TASK DESCRIPTION
Look for "InvalidResponse" in the material below and show each line that contains it.

AVAILABLE RECORDS
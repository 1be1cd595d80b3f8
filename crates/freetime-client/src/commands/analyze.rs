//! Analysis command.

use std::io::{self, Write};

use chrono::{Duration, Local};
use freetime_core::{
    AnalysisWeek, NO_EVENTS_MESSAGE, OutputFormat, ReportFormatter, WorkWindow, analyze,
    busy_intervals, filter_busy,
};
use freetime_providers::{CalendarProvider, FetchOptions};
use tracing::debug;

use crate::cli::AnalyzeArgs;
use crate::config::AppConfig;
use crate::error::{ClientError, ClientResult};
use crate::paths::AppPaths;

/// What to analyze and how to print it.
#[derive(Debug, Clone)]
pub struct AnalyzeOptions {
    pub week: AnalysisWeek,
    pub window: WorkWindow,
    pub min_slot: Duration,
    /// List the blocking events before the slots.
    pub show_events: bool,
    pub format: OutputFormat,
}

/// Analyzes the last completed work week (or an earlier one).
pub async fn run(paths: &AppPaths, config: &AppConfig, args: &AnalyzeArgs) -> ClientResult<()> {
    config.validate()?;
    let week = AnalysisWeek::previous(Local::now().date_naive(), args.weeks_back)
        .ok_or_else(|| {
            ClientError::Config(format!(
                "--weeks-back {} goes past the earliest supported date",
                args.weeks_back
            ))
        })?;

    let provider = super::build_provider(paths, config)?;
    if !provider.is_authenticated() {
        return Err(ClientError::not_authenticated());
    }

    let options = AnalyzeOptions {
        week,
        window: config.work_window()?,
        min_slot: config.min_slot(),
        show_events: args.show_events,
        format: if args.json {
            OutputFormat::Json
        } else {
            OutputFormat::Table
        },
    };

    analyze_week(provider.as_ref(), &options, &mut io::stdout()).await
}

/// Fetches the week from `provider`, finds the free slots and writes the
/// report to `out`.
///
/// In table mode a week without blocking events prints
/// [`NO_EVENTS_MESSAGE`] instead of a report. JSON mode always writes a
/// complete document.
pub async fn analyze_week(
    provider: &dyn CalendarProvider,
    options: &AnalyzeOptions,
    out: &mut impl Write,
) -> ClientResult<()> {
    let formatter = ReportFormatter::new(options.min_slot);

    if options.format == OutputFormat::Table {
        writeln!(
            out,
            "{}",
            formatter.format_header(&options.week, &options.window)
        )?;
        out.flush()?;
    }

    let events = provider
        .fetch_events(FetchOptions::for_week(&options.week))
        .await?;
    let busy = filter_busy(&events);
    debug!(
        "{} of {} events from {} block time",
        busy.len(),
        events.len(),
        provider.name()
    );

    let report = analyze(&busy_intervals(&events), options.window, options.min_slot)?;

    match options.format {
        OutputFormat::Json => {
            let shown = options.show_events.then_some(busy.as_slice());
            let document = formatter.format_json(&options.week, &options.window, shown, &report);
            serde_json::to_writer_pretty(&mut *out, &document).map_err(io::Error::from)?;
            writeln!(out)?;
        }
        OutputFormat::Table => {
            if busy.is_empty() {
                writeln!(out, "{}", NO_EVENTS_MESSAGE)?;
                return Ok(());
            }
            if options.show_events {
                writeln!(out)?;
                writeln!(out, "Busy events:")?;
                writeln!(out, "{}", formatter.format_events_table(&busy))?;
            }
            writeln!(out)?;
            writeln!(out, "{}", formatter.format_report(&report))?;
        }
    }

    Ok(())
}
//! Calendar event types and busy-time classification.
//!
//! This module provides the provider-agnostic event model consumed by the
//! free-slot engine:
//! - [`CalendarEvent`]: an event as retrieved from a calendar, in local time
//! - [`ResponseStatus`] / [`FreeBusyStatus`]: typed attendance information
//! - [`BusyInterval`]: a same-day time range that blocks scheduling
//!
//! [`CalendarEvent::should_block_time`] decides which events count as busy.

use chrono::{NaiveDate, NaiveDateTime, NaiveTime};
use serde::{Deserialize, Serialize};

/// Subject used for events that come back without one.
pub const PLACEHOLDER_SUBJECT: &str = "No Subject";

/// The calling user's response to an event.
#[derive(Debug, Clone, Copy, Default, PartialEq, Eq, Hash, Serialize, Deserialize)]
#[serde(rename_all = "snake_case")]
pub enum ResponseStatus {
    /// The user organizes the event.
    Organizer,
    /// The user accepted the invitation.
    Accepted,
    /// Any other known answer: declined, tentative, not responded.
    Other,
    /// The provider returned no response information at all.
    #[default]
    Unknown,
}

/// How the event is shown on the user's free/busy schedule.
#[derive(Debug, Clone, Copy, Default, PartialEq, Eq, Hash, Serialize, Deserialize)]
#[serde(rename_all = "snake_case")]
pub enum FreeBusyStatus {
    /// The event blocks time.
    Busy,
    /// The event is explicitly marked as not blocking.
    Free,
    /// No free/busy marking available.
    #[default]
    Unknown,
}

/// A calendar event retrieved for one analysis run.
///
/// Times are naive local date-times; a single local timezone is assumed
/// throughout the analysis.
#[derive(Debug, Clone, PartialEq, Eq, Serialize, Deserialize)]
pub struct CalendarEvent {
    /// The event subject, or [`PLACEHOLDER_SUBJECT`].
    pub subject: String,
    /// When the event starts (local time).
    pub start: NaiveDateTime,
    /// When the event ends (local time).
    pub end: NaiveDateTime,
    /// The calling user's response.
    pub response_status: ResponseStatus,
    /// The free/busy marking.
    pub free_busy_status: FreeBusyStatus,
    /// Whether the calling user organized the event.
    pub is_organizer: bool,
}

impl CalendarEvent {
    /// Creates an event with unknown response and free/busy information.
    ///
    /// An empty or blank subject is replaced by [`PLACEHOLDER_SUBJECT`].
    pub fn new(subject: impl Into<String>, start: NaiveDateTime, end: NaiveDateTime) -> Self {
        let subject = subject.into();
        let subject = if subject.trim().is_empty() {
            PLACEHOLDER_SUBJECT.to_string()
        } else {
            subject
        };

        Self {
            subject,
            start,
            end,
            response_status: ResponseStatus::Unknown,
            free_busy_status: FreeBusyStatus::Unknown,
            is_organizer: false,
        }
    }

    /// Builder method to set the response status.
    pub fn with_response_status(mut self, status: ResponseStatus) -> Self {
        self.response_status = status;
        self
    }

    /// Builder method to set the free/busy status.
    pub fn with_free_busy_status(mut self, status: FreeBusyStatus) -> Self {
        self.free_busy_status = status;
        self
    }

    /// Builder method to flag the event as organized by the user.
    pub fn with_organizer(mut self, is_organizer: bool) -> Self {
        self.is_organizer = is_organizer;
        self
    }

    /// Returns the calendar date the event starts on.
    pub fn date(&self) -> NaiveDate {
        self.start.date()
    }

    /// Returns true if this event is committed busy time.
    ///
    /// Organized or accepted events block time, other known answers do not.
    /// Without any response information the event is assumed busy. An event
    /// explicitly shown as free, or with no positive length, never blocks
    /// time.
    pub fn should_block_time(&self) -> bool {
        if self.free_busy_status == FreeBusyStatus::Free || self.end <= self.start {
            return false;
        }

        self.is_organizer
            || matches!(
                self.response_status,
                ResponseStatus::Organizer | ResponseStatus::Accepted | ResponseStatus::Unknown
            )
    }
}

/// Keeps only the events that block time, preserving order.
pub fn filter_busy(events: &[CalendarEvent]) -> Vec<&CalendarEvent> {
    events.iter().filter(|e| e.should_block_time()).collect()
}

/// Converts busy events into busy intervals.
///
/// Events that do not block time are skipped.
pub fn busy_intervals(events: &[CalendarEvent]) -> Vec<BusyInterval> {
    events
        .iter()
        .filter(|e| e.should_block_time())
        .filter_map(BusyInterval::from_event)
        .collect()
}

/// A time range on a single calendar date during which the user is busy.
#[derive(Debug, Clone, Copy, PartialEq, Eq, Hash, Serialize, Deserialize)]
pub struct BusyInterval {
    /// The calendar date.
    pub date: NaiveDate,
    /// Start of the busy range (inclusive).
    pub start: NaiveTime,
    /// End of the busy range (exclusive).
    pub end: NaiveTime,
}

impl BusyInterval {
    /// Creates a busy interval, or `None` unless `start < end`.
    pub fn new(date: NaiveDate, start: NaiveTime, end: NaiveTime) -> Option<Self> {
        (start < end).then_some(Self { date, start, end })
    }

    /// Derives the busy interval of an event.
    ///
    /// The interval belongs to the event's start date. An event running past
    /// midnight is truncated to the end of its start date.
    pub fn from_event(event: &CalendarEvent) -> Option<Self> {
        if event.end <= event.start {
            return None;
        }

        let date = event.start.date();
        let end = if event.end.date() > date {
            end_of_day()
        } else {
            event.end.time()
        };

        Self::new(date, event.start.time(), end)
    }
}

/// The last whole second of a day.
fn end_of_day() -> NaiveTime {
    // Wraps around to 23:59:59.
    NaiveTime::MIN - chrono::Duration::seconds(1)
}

---

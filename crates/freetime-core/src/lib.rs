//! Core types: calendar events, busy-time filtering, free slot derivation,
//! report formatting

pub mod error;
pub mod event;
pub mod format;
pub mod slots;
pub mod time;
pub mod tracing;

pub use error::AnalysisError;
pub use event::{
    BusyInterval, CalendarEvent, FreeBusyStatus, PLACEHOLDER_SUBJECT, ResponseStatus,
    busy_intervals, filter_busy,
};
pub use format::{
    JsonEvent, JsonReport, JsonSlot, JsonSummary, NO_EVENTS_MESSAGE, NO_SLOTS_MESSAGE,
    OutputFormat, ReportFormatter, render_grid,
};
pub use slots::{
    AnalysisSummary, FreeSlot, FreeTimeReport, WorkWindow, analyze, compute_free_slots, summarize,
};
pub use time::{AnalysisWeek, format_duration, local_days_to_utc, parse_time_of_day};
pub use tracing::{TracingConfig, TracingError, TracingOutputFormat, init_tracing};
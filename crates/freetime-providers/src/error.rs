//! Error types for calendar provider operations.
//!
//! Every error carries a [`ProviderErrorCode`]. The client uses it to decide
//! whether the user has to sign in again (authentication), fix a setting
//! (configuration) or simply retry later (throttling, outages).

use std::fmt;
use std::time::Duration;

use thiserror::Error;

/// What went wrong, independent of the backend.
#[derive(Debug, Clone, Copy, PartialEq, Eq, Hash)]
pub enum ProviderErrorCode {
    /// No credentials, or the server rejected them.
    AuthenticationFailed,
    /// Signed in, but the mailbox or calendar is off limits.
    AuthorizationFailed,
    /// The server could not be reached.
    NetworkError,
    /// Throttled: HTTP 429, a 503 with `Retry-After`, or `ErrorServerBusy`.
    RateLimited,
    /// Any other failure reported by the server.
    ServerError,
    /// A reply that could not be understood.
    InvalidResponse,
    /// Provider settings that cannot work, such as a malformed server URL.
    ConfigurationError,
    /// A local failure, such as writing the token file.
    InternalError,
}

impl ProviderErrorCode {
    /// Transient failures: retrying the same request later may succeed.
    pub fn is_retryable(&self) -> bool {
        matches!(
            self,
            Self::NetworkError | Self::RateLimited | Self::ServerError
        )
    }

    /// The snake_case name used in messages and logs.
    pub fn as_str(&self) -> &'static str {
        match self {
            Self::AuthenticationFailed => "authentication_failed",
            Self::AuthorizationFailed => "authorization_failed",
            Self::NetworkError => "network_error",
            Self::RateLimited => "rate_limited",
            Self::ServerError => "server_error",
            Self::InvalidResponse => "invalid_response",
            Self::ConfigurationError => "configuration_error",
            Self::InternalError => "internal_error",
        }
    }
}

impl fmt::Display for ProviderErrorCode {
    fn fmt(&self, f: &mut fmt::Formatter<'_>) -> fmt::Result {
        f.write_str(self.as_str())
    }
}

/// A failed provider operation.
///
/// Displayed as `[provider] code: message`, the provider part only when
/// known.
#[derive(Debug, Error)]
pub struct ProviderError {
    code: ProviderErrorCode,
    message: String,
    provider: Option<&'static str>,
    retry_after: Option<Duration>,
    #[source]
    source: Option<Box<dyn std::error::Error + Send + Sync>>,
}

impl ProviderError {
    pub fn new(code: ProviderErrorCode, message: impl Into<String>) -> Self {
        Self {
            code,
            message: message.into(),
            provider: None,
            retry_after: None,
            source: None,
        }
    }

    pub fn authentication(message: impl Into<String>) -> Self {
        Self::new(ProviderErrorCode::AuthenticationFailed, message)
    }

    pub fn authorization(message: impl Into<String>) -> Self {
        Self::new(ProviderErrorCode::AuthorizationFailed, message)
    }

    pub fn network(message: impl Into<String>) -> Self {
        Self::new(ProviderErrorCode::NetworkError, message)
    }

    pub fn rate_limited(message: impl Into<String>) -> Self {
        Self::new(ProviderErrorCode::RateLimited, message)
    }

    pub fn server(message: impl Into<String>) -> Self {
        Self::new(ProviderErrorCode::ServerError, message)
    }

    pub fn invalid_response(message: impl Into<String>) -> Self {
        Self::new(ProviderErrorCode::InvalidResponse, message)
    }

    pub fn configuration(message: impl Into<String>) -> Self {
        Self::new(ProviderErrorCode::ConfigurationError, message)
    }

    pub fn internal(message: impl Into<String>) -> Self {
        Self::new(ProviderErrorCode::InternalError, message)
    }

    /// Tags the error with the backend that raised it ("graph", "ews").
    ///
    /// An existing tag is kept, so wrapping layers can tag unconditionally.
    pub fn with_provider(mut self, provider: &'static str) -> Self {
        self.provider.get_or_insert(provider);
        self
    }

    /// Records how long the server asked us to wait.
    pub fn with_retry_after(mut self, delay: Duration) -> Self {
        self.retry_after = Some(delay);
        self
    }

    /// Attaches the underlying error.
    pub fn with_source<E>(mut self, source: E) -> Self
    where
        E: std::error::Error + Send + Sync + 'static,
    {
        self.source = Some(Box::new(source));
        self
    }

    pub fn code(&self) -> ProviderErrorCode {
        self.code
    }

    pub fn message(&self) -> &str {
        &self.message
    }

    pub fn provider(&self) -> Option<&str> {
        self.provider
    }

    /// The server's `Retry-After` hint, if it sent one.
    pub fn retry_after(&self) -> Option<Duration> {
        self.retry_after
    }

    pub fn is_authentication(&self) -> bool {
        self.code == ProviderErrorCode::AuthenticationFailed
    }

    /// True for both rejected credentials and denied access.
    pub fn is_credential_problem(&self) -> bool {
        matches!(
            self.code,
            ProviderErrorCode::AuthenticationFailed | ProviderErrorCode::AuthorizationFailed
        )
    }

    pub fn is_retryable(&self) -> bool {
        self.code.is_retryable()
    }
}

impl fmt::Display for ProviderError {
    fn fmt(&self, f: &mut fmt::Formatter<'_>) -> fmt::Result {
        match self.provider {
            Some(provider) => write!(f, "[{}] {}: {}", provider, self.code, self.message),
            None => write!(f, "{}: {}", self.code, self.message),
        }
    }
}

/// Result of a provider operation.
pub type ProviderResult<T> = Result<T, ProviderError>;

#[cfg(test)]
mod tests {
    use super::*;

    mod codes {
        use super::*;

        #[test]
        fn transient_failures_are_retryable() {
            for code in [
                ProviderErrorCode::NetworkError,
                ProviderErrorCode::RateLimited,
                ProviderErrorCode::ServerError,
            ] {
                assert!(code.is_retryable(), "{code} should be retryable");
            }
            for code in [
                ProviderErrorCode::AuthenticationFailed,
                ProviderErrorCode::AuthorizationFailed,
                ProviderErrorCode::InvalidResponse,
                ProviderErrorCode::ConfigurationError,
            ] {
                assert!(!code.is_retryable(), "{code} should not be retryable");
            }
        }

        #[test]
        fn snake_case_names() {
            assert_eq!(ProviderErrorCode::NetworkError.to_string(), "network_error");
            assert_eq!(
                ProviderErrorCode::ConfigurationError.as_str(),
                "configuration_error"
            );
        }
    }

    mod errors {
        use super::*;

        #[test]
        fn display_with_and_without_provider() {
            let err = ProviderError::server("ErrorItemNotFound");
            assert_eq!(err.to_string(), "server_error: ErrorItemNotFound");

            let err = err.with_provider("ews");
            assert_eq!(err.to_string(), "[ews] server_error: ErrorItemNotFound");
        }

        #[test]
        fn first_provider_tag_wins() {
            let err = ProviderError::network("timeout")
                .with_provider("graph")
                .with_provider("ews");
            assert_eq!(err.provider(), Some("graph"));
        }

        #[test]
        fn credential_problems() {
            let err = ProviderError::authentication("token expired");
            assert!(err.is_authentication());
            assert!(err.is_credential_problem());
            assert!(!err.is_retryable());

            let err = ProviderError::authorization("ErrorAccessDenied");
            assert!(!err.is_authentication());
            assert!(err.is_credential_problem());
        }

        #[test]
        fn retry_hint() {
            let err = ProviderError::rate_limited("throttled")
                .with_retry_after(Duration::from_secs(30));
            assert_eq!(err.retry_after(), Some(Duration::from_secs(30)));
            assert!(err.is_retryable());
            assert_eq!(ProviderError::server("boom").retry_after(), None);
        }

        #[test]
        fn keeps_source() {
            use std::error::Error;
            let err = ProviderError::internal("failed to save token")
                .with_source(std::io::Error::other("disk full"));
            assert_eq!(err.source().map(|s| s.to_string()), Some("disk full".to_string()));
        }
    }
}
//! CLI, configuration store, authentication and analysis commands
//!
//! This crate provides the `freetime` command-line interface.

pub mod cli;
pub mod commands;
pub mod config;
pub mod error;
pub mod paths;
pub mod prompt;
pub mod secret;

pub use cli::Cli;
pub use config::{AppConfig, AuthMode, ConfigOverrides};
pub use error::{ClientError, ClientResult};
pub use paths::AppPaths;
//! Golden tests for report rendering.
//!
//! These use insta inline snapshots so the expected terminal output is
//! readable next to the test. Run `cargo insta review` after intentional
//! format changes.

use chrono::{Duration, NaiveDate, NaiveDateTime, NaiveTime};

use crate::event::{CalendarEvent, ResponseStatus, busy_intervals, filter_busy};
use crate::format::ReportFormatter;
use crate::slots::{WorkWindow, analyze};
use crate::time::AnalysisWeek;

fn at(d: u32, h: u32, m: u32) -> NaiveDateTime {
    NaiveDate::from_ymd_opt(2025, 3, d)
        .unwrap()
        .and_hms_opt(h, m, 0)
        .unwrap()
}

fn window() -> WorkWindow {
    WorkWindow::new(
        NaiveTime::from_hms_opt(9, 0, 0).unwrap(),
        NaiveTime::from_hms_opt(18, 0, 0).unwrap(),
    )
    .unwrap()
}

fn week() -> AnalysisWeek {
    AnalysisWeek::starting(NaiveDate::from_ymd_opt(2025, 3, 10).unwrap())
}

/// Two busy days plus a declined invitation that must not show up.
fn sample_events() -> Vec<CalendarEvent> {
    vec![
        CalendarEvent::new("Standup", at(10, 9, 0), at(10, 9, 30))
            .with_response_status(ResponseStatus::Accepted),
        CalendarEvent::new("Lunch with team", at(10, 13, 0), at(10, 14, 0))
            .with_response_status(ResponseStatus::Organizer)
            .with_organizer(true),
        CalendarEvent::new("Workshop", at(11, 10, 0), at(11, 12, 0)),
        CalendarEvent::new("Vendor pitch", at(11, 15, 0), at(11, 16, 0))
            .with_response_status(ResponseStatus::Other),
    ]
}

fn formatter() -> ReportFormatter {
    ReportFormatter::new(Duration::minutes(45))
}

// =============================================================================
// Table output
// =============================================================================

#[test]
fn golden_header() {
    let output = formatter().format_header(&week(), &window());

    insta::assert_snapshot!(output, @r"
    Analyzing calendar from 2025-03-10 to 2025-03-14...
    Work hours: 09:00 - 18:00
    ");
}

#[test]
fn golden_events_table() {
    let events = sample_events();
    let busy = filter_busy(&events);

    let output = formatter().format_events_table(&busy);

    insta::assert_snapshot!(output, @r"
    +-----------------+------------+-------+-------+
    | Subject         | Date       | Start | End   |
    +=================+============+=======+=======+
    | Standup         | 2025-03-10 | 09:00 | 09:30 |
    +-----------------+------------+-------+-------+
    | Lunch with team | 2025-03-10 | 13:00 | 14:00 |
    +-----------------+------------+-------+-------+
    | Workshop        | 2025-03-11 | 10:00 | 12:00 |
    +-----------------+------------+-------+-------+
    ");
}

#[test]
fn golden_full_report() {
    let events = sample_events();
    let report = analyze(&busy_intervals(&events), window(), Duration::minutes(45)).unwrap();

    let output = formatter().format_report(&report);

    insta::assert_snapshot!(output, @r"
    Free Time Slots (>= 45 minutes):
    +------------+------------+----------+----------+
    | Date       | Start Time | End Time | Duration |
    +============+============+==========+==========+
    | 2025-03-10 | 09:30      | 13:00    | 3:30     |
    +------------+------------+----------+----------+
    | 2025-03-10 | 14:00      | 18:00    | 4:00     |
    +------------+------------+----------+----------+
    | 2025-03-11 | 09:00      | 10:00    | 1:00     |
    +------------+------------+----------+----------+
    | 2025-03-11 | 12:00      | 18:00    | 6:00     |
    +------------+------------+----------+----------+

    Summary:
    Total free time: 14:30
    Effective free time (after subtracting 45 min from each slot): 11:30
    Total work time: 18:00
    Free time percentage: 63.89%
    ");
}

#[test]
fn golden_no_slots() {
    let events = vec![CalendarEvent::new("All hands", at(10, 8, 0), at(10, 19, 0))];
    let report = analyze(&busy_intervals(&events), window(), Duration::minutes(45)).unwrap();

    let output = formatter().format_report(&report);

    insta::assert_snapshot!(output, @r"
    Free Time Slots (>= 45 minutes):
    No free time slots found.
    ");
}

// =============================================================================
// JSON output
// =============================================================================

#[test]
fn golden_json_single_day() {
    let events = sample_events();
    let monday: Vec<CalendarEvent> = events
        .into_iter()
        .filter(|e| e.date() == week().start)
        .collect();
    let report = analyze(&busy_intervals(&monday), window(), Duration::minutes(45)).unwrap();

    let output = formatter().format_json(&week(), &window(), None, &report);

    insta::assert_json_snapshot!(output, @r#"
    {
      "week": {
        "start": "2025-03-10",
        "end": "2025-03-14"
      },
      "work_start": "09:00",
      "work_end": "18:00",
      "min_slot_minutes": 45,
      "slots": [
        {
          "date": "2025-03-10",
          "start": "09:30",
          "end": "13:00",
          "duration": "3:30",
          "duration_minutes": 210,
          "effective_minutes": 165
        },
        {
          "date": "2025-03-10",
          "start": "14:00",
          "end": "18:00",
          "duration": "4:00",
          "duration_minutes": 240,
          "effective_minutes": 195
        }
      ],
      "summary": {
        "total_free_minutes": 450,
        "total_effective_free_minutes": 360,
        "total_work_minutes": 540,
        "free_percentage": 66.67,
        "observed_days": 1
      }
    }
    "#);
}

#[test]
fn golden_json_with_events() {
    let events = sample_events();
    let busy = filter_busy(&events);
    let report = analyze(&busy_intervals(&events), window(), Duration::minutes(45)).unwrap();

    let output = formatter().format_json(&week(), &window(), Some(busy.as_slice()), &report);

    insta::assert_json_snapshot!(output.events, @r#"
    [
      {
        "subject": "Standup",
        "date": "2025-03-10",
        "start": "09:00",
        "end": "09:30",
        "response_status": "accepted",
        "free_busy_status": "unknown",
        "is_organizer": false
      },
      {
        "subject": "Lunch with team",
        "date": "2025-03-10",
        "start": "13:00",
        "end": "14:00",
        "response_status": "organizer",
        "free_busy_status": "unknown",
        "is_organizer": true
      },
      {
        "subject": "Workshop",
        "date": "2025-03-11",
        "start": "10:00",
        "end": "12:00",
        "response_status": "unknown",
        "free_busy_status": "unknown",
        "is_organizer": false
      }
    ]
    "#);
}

RESULT
    InvalidResponse,
            Self::InvalidResponse => "invalid_response",
        Self::new(ProviderErrorCode::InvalidResponse, message)
                ProviderErrorCode::InvalidResponse,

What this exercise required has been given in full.